Exercise data Start Marker

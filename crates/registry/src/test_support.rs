//! Recording `RemoteApi` used by unit tests.

use std::sync::{
    Mutex,
    atomic::{AtomicUsize, Ordering},
};

use ipaschema_api::{RemoteApi, RemoteError};
use ipaschema_types::SchemaDocument;
use serde_json::{Map, Value};

#[derive(Debug, Clone)]
pub(crate) struct DefaultsCall {
    pub command: String,
    pub params: Vec<String>,
    pub kw: Map<String, Value>,
}

pub(crate) struct RecordingRemote {
    schema: Option<SchemaDocument>,
    defaults: Option<Map<String, Value>>,
    fetches: AtomicUsize,
    calls: Mutex<Vec<DefaultsCall>>,
}

impl RecordingRemote {
    pub fn with_defaults(defaults: Value) -> Self {
        Self {
            schema: None,
            defaults: defaults.as_object().cloned(),
            fetches: AtomicUsize::new(0),
            calls: Mutex::new(Vec::new()),
        }
    }

    pub fn failing_defaults() -> Self {
        Self {
            schema: None,
            defaults: None,
            fetches: AtomicUsize::new(0),
            calls: Mutex::new(Vec::new()),
        }
    }

    pub fn with_schema(schema: SchemaDocument) -> Self {
        Self {
            schema: Some(schema),
            ..Self::with_defaults(Value::Object(Map::new()))
        }
    }

    pub fn fetch_count(&self) -> usize {
        self.fetches.load(Ordering::SeqCst)
    }

    pub fn default_calls(&self) -> Vec<DefaultsCall> {
        self.calls.lock().expect("calls lock").clone()
    }
}

impl RemoteApi for RecordingRemote {
    fn fetch_schema(&self) -> Result<SchemaDocument, RemoteError> {
        self.fetches.fetch_add(1, Ordering::SeqCst);
        self.schema.clone().ok_or_else(|| RemoteError::Transport {
            message: "no schema configured".into(),
        })
    }

    fn command_defaults(&self, command: &str, params: &[String], kw: &Map<String, Value>) -> Result<Map<String, Value>, RemoteError> {
        self.calls.lock().expect("calls lock").push(DefaultsCall {
            command: command.to_string(),
            params: params.to_vec(),
            kw: kw.clone(),
        });
        let defaults = self.defaults.as_ref().ok_or_else(|| RemoteError::Transport {
            message: "connection refused".into(),
        })?;
        Ok(params
            .iter()
            .filter_map(|param| defaults.get(param).map(|value| (param.clone(), value.clone())))
            .collect())
    }
}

Exercise data End Marker

**Task statement:** Whenever the string "message" shows up in a line above, copy that line.

**Written answer:**
            message: "no schema configured".into(),
            message: "connection refused".into(),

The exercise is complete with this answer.